When the Brexit trade deal was finally announced on 24 December, it was left to Ursula von der Leyen to deliver the last rites on Britain’s relationship with the EU. The EU Commission president expressed her hope for continuing friendship and cooperation between the UK and the remaining 27 nations of the EU.
From Boris Johnson barely a word before he scuttled off in search of sprouts. Later on Christmas Eve, back in Downing Street, he suggested the 1,250-page Brexit deal document would make excellent reading after the Christmas pud. It’s hard to imagine how he could have been less gracious and diplomatic.
Commentators on Twitter were quick to spot the PM’s fish tie as he posed in Brussels. It suggested he had netted a ‘good deal’ on fisheries. But trade emerged as the big issue. Were border controls across Europe to contain Covid a foretaste of things to come? Maybe. But what is already clear is that the early promise of frictionless trade has been abandoned.
Twitter memes mocked the DTI’s ‘prepare for 1 January’ notices and suggested the deal is a litany of broken promises. The government was accused of self-imposed trade sanctions, deception over fishing and future impoverishment.
The deal, in the words of actor Stephen Mangan, is “better than no deal. In the same way that having your face gnawed off by a rat is better than having your face gnawed off by two rats.”

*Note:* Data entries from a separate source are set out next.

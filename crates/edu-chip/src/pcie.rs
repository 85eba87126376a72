//! PCI identifiers for the edu device.
//!
//! Source: QEMU `hw/misc/edu.c` (the card enumerates with QEMU's
//! educational vendor/device pair).

/// QEMU educational vendor ID (`lspci: 1234:11e8`).
pub const EDU_VENDOR_ID: u16 = 0x1234;

/// edu device ID.
pub const EDU_DEVICE_ID: u16 = 0x11E8;

/// Format a `vendor:device` string for use with `lspci -d`.
#[must_use]
pub fn lspci_filter() -> String {
    format!("{EDU_VENDOR_ID:04x}:{EDU_DEVICE_ID:04x}")
}

#[cfg(test)]
mod tests {
    use super::*;

    #[test]
    fn lspci_filter_matches_qemu_ids() {
        assert_eq!(lspci_filter(), "1234:11e8");
    }
}
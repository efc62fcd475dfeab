//! `folio image` command implementation.

use std::path::PathBuf;

use clap::{Args, ValueEnum};
use folio_editor::{EditorSession, ImageRequest, SelectionRange, TextBuffer};
use folio_renderer::directive::Align;

use super::{RenderOptions, edit_target, finish_edit, read_source};
use crate::error::CliError;

/// Image alignment argument.
#[derive(Clone, Copy, ValueEnum)]
enum AlignArg {
    Left,
    Right,
    Center,
}

impl From<AlignArg> for Align {
    fn from(arg: AlignArg) -> Self {
        match arg {
            AlignArg::Left => Self::Left,
            AlignArg::Right => Self::Right,
            AlignArg::Center => Self::Center,
        }
    }
}

/// Arguments for the image command.
#[derive(Args)]
pub(crate) struct ImageArgs {
    /// Markdown file to edit ("-" for stdin).
    file: PathBuf,

    /// Image URL, inserted as given.
    #[arg(long)]
    url: String,

    /// Alt text (default: placeholder from config).
    #[arg(long, default_value = "")]
    alt: String,

    /// Width in percent of the page, clamped to 10-100.
    #[arg(long, default_value_t = 100, allow_negative_numbers = true)]
    scale: i64,

    /// Caption shown below the image.
    #[arg(long, default_value = "")]
    caption: String,

    /// Horizontal placement.
    #[arg(long, value_enum, default_value_t = AlignArg::Center)]
    align: AlignArg,

    /// Insert position, in characters (default: end of file).
    #[arg(long)]
    at: Option<usize>,

    /// Replace text from --at up to this position.
    #[arg(long, requires = "at")]
    to: Option<usize>,

    /// Write the result back to FILE instead of stdout.
    #[arg(short, long)]
    in_place: bool,

    #[command(flatten)]
    render: RenderOptions,
}

impl ImageArgs {
    /// Execute the image command.
    ///
    /// # Errors
    ///
    /// Returns an error if configuration fails or the file cannot be read or
    /// written.
    pub(crate) fn execute(self) -> Result<(), CliError> {
        let target = edit_target(&self.file, self.in_place)?;
        let source = read_source(&self.file)?;
        let renderer = self.render.renderer()?;

        let request = ImageRequest::new(&self.alt, self.scale, &self.caption, self.align.into());

        let buffer = TextBuffer::new(source);
        let start = self.at.unwrap_or(buffer.len_chars());
        let selection = SelectionRange::new(start, self.to.unwrap_or(start));
        let mut session = EditorSession::new(buffer.with_selection(selection), renderer);
        session.insert_image_url(&request, &self.url);

        finish_edit(target, &session)
    }
}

Former Conservative minister Stephen Dorrell dismissed the PM’s brag that there were “no non-tariff barriers to trade” as “jaw dropping”, noting that the whole purpose of the deal was to erect barriers that didn’t exist until now.

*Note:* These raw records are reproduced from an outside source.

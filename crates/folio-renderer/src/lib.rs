//! Markdown preview renderer with image layout directives.
//!
//! This crate turns editor markdown into preview HTML. Images may carry
//! layout hints in their alt text:
//!
//! ```text
//! ![Harbor | scale=60 | caption=At dusk | align=right](harbor.jpg)
//! ```
//!
//! # Architecture
//!
//! - [`directive`]: parses alt text into an [`ImageDirective`](directive::ImageDirective)
//! - [`Figure`]: lays out an image as a captioned, aligned box
//! - [`HtmlWriter`]: converts pulldown-cmark events to HTML, delegating
//!   images to an [`ImageHandler`]
//! - [`PreviewRenderer`]: wires the three together
//!
//! # Example
//!
//! ```
//! use folio_renderer::PreviewRenderer;
//!
//! let result = PreviewRenderer::new()
//!     .render("# Trip\n\n![Harbor | scale=60 | caption=At dusk | align=right](harbor.jpg)");
//! assert!(result.html.starts_with("<h1>Trip</h1>"));
//! assert!(result.html.contains("<figcaption"));
//! ```

pub mod directive;
mod figure;
mod html;
mod preview;
mod state;
mod util;

pub use figure::{Figure, FloatSide, ImageRef, LayoutMode};
pub use html::{HtmlWriter, ImageHandler, PlainImages};
pub use preview::{PreviewRenderer, RenderResult, render_preview};
pub use state::escape_html;
//! `folio apply` command implementation.

use std::path::PathBuf;

use clap::Args;
use folio_editor::{EditorSession, SelectionRange, TextBuffer};

use super::{RenderOptions, edit_target, finish_edit, read_source};
use crate::error::CliError;

/// Arguments for the apply command.
#[derive(Args)]
pub(crate) struct ApplyArgs {
    /// Toolbar action: bold, italic, link, heading, hr, ul, ol.
    action: String,

    /// Markdown file to edit ("-" for stdin).
    file: PathBuf,

    /// Selection start, in characters.
    #[arg(long, default_value_t = 0)]
    start: usize,

    /// Selection end, in characters (default: same as start).
    #[arg(long)]
    end: Option<usize>,

    /// Heading level for the heading action (1-6).
    #[arg(long)]
    level: Option<u8>,

    /// Write the result back to FILE instead of stdout.
    #[arg(short, long)]
    in_place: bool,

    #[command(flatten)]
    render: RenderOptions,
}

impl ApplyArgs {
    /// Execute the apply command.
    ///
    /// # Errors
    ///
    /// Returns an error if the action is unknown, configuration fails, or the
    /// file cannot be read or written.
    pub(crate) fn execute(self) -> Result<(), CliError> {
        let target = edit_target(&self.file, self.in_place)?;
        let source = read_source(&self.file)?;
        let renderer = self.render.renderer()?;

        let selection = SelectionRange::new(self.start, self.end.unwrap_or(self.start));
        let buffer = TextBuffer::new(source).with_selection(selection);
        let mut session = EditorSession::new(buffer, renderer);
        session.run_action(&self.action, self.level)?;

        finish_edit(target, &session)
    }
}
//! Configuration management for Folio.
//!
//! Parses `folio.toml` configuration files with serde and provides
//! auto-discovery of config files in parent directories.
//!
//! CLI settings can be applied during load via [`CliSettings`].
//!
//! ```toml
//! [render]
//! gfm = true
//!
//! [directives]
//! version = 3
//! full_size_link = true
//! placeholder_alt = "Photo"
//! ```

use std::path::{Path, PathBuf};

use folio_renderer::PreviewRenderer;
use folio_renderer::directive::{DirectiveFeatures, LATEST_VERSION};
use serde::Deserialize;

/// CLI settings that override configuration file values.
///
/// All fields are optional. Only non-None values override the loaded config.
#[derive(Debug, Default)]
pub struct CliSettings {
    /// Override GFM extensions.
    pub gfm: Option<bool>,
    /// Override directive syntax version.
    pub directive_version: Option<u8>,
    /// Override full-size link emission.
    pub full_size_link: Option<bool>,
}

/// Configuration filename to search for.
const CONFIG_FILENAME: &str = "folio.toml";

/// Application configuration.
#[derive(Debug, Default, Deserialize)]
#[serde(default)]
pub struct Config {
    /// Markdown rendering configuration.
    pub render: RenderConfig,
    /// Image directive configuration.
    pub directives: DirectivesConfig,

    /// Path to the config file (set after loading).
    #[serde(skip)]
    pub config_path: Option<PathBuf>,
}

/// Markdown rendering configuration.
#[derive(Debug, Deserialize)]
#[serde(default)]
pub struct RenderConfig {
    /// Enable GitHub Flavored Markdown extensions.
    pub gfm: bool,
}

impl Default for RenderConfig {
    fn default() -> Self {
        Self { gfm: true }
    }
}

/// Image directive configuration.
///
/// `version` selects a preset; the per-key flags override it.
#[derive(Debug, Deserialize)]
#[serde(default)]
pub struct DirectivesConfig {
    /// Directive syntax version (1 to 3).
    pub version: u8,
    /// Override `scale=` support.
    pub scale: Option<bool>,
    /// Override `caption=` support.
    pub caption: Option<bool>,
    /// Override `align=` support.
    pub align: Option<bool>,
    /// Emit full-size links on figure images.
    pub full_size_link: bool,
    /// Alt text used for images without one.
    pub placeholder_alt: Option<String>,
}

impl Default for DirectivesConfig {
    fn default() -> Self {
        Self {
            version: LATEST_VERSION,
            scale: None,
            caption: None,
            align: None,
            full_size_link: false,
            placeholder_alt: None,
        }
    }
}

impl DirectivesConfig {
    /// Resolve the directive features.
    ///
    /// # Errors
    ///
    /// Returns `ConfigError::Validation` if the version is unknown.
    pub fn features(&self) -> Result<DirectiveFeatures, ConfigError> {
        let mut features = DirectiveFeatures::for_version(self.version).ok_or_else(|| {
            ConfigError::Validation(format!(
                "directives.version must be between 1 and {LATEST_VERSION}, got {}",
                self.version
            ))
        })?;
        if let Some(scale) = self.scale {
            features.scale = scale;
        }
        if let Some(caption) = self.caption {
            features.caption = caption;
        }
        if let Some(align) = self.align {
            features.align = align;
        }
        features.full_size_link = self.full_size_link;
        if let Some(placeholder) = &self.placeholder_alt {
            features.placeholder_alt.clone_from(placeholder);
        }
        Ok(features)
    }
}

/// Configuration error.
#[derive(Debug, thiserror::Error)]
pub enum ConfigError {
    /// File not found.
    #[error("Configuration file not found: {}", .0.display())]
    NotFound(PathBuf),
    /// I/O error.
    #[error("I/O error: {0}")]
    Io(#[from] std::io::Error),
    /// TOML parsing error.
    #[error("TOML parse error: {0}")]
    Parse(#[from] toml::de::Error),
    /// Validation error.
    #[error("Configuration error: {0}")]
    Validation(String),
}

impl Config {
    /// Load configuration from file with optional CLI settings.
    ///
    /// If `config_path` is provided, loads from that file.
    /// Otherwise, searches for `folio.toml` in current directory and parents.
    ///
    /// CLI settings are applied after loading, allowing CLI arguments to take
    /// precedence over config file values. The result is validated again.
    ///
    /// # Errors
    ///
    /// Returns error if explicit `config_path` doesn't exist, parsing fails,
    /// or the final configuration is invalid.
    pub fn load(
        config_path: Option<&Path>,
        cli_settings: Option<&CliSettings>,
    ) -> Result<Self, ConfigError> {
        let mut config = if let Some(path) = config_path {
            if !path.exists() {
                return Err(ConfigError::NotFound(path.to_path_buf()));
            }
            Self::load_from_file(path)?
        } else if let Some(discovered) = std::env::current_dir()
            .ok()
            .and_then(|cwd| Self::discover_from(&cwd))
        {
            Self::load_from_file(&discovered)?
        } else {
            Self::default()
        };

        if let Some(settings) = cli_settings {
            config.apply_cli_settings(settings);
            config.validate()?;
        }

        Ok(config)
    }

    /// Apply CLI settings to the configuration.
    fn apply_cli_settings(&mut self, settings: &CliSettings) {
        if let Some(gfm) = settings.gfm {
            self.render.gfm = gfm;
        }
        if let Some(version) = settings.directive_version {
            self.directives.version = version;
        }
        if let Some(full_size_link) = settings.full_size_link {
            self.directives.full_size_link = full_size_link;
        }
    }

    /// Search for config file in `start` and its parents.
    fn discover_from(start: &Path) -> Option<PathBuf> {
        let mut current = start.to_path_buf();
        loop {
            let candidate = current.join(CONFIG_FILENAME);
            if candidate.exists() {
                return Some(candidate);
            }
            if !current.pop() {
                return None;
            }
        }
    }

    /// Load configuration from a specific file.
    fn load_from_file(path: &Path) -> Result<Self, ConfigError> {
        let content = std::fs::read_to_string(path)?;
        let mut config: Self = toml::from_str(&content)?;
        config.config_path = Some(path.to_path_buf());

        // Validate configuration after loading
        config.validate()?;

        Ok(config)
    }

    /// Validate configuration values.
    ///
    /// Called automatically after loading from file.
    ///
    /// # Errors
    ///
    /// Returns `ConfigError::Validation` if any validation fails.
    pub fn validate(&self) -> Result<(), ConfigError> {
        self.directives.features()?;
        if let Some(placeholder) = &self.directives.placeholder_alt
            && placeholder.trim().is_empty()
        {
            return Err(ConfigError::Validation(
                "directives.placeholder_alt cannot be empty".to_owned(),
            ));
        }
        Ok(())
    }

    /// Build a preview renderer from this configuration.
    ///
    /// # Errors
    ///
    /// Returns `ConfigError::Validation` if the directive settings are invalid.
    pub fn preview_renderer(&self) -> Result<PreviewRenderer, ConfigError> {
        Ok(PreviewRenderer::new()
            .with_gfm(self.render.gfm)
            .with_features(self.directives.features()?))
    }
}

Lawyer, journalist and filmmaker Peter Stefanovi summed up the deal: “It’s cost the country £200bn, robbed British citizens of free movement, stripped our youth of the enrichment of Erasmus & made everyone but your millionaire chums poorer for years to come.”

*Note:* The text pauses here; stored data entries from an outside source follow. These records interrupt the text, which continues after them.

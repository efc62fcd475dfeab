//! One-shot confirmations for destructive actions.
//!
//! Each dialog opening calls [`request`], which returns a fresh prompt/handle
//! pair. The prompt goes to the dialog, the handle to the code waiting for the
//! answer. Nothing is reused between openings, so a stale dialog can never
//! answer a newer request.
//!
//! ```
//! use folio_editor::confirm::{self, Decision};
//!
//! let (prompt, mut handle) = confirm::request("Delete tag \"travel\"?");
//! assert_eq!(handle.try_decision(), None);
//! prompt.confirm();
//! assert_eq!(handle.try_decision(), Some(Decision::Confirmed));
//! ```

use std::future::Future;
use std::pin::Pin;
use std::task::{Context, Poll};

use tokio::sync::oneshot;
use tokio::sync::oneshot::error::TryRecvError;

/// Answer to a confirmation prompt.
#[derive(Clone, Copy, Debug, PartialEq, Eq)]
pub enum Decision {
    Confirmed,
    Cancelled,
}

/// Open a confirmation with the given message.
#[must_use]
pub fn request(message: impl Into<String>) -> (ConfirmationPrompt, ConfirmationHandle) {
    let (sender, receiver) = oneshot::channel();
    (
        ConfirmationPrompt {
            message: message.into(),
            sender,
        },
        ConfirmationHandle { receiver },
    )
}

/// Dialog side of a confirmation.
///
/// Answering consumes the prompt. Dropping it unanswered counts as
/// [`Decision::Cancelled`].
#[derive(Debug)]
pub struct ConfirmationPrompt {
    message: String,
    sender: oneshot::Sender<Decision>,
}

impl ConfirmationPrompt {
    #[must_use]
    pub fn message(&self) -> &str {
        &self.message
    }

    pub fn confirm(self) {
        self.answer(Decision::Confirmed);
    }

    pub fn cancel(self) {
        self.answer(Decision::Cancelled);
    }

    fn answer(self, decision: Decision) {
        tracing::debug!(message = %self.message, ?decision, "Confirmation answered");
        // The waiter may have given up already.
        let _ = self.sender.send(decision);
    }
}

/// Waiting side of a confirmation. Resolves to the [`Decision`].
#[derive(Debug)]
pub struct ConfirmationHandle {
    receiver: oneshot::Receiver<Decision>,
}

impl ConfirmationHandle {
    /// Decision if already answered, without waiting.
    pub fn try_decision(&mut self) -> Option<Decision> {
        match self.receiver.try_recv() {
            Ok(decision) => Some(decision),
            Err(TryRecvError::Empty) => None,
            Err(TryRecvError::Closed) => Some(Decision::Cancelled),
        }
    }
}

impl Future for ConfirmationHandle {
    type Output = Decision;

    fn poll(mut self: Pin<&mut Self>, cx: &mut Context<'_>) -> Poll<Self::Output> {
        Pin::new(&mut self.receiver)
            .poll(cx)
            .map(|result| result.unwrap_or(Decision::Cancelled))
    }
}

#[cfg(test)]
mod tests {
    use std::time::Duration;

    use super::*;

    #[tokio::test]
    async fn test_confirm() {
        let (prompt, handle) = request("Delete page?");
        assert_eq!(prompt.message(), "Delete page?");
        prompt.confirm();
        assert_eq!(handle.await, Decision::Confirmed);
    }

    #[tokio::test]
    async fn test_cancel() {
        let (prompt, handle) = request("Delete page?");
        prompt.cancel();
        assert_eq!(handle.await, Decision::Cancelled);
    }

    #[tokio::test]
    async fn test_dropped_prompt_cancels() {
        let (prompt, handle) = request("Delete page?");
        drop(prompt);
        assert_eq!(handle.await, Decision::Cancelled);
    }

    #[tokio::test]
    async fn test_answer_from_another_task() {
        let (prompt, handle) = request("Delete tag?");
        tokio::spawn(async move {
            tokio::time::sleep(Duration::from_millis(5)).await;
            prompt.confirm();
        });
        assert_eq!(handle.await, Decision::Confirmed);
    }

    #[test]
    fn test_try_decision() {
        let (prompt, mut handle) = request("Delete?");
        assert_eq!(handle.try_decision(), None);
        prompt.confirm();
        assert_eq!(handle.try_decision(), Some(Decision::Confirmed));
    }

    #[test]
    fn test_each_request_is_independent() {
        let (first, mut first_handle) = request("first");
        let (second, mut second_handle) = request("second");
        second.confirm();
        drop(first);
        assert_eq!(first_handle.try_decision(), Some(Decision::Cancelled));
        assert_eq!(second_handle.try_decision(), Some(Decision::Confirmed));
    }
}
//! Image layout directives.
//!
//! Layout hints ride inside standard markdown image alt text as a
//! pipe-delimited suffix, so any markdown converter passes them through
//! untouched:
//!
//! ```text
//! ![<alt> | scale=<10-100> | caption=<text or -> | align=<left|right|center>](<url>)
//! ```
//!
//! # Parsing model
//!
//! 1. [`DirectiveArgs`] splits the alt text into display text and key-value
//!    segments.
//! 2. [`ImageDirective`] interprets the segments it knows, as enabled by
//!    [`DirectiveFeatures`], and falls back to defaults for everything else.
//!
//! Parsing never fails.
//!
//! # Example
//!
//! ```
//! use folio_renderer::directive::{Align, ImageDirective};
//!
//! let directive = ImageDirective::parse("Bridge | scale=60 | align=left | shadow=on");
//! assert_eq!(directive.scale_percent, 60);
//! assert_eq!(directive.align, Align::Left);
//! assert_eq!(ImageDirective::parse(&directive.to_alt()), directive);
//! ```

mod args;
mod features;
mod image;

pub use args::DirectiveArgs;
pub use features::{DirectiveFeatures, LATEST_VERSION, PLACEHOLDER_ALT};
pub use image::{
    Align, Caption, DEFAULT_SCALE, ImageDirective, MAX_SCALE, MIN_SCALE, clamp_scale,
};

The PM’s announcement of the new ‘Turing scheme’ to replace the Erasmus programme was judged as more meanness towards England’s less better off young people, who have benefited hugely from the ability to study in the EU.
Tweets also focused on the reality of MPs having to vote this week after a one-day debate on a document that they will have barely had a chance to read and absorb.
What next? The PM’s upcoming party-piece – jingoistically ringing Big Ben at 11pm on New Year’s eve after MPs have ‘scrutinised’ the deal – is likely to add further fuel to the fire. And further justified contempt and mockery. It seems Johnson has chosen to forget how narrow that referendum vote was and how mired in controversy.
Meanwhile, there’s nothing to beat LedbyDonkeys ‘directory of deceit’, the JohnsonDossier.com, as the go-to New Year read; and German regional TV station NDR’s take on Johnson’s handling of negotiations: Brexnix, a send-up of The Crown.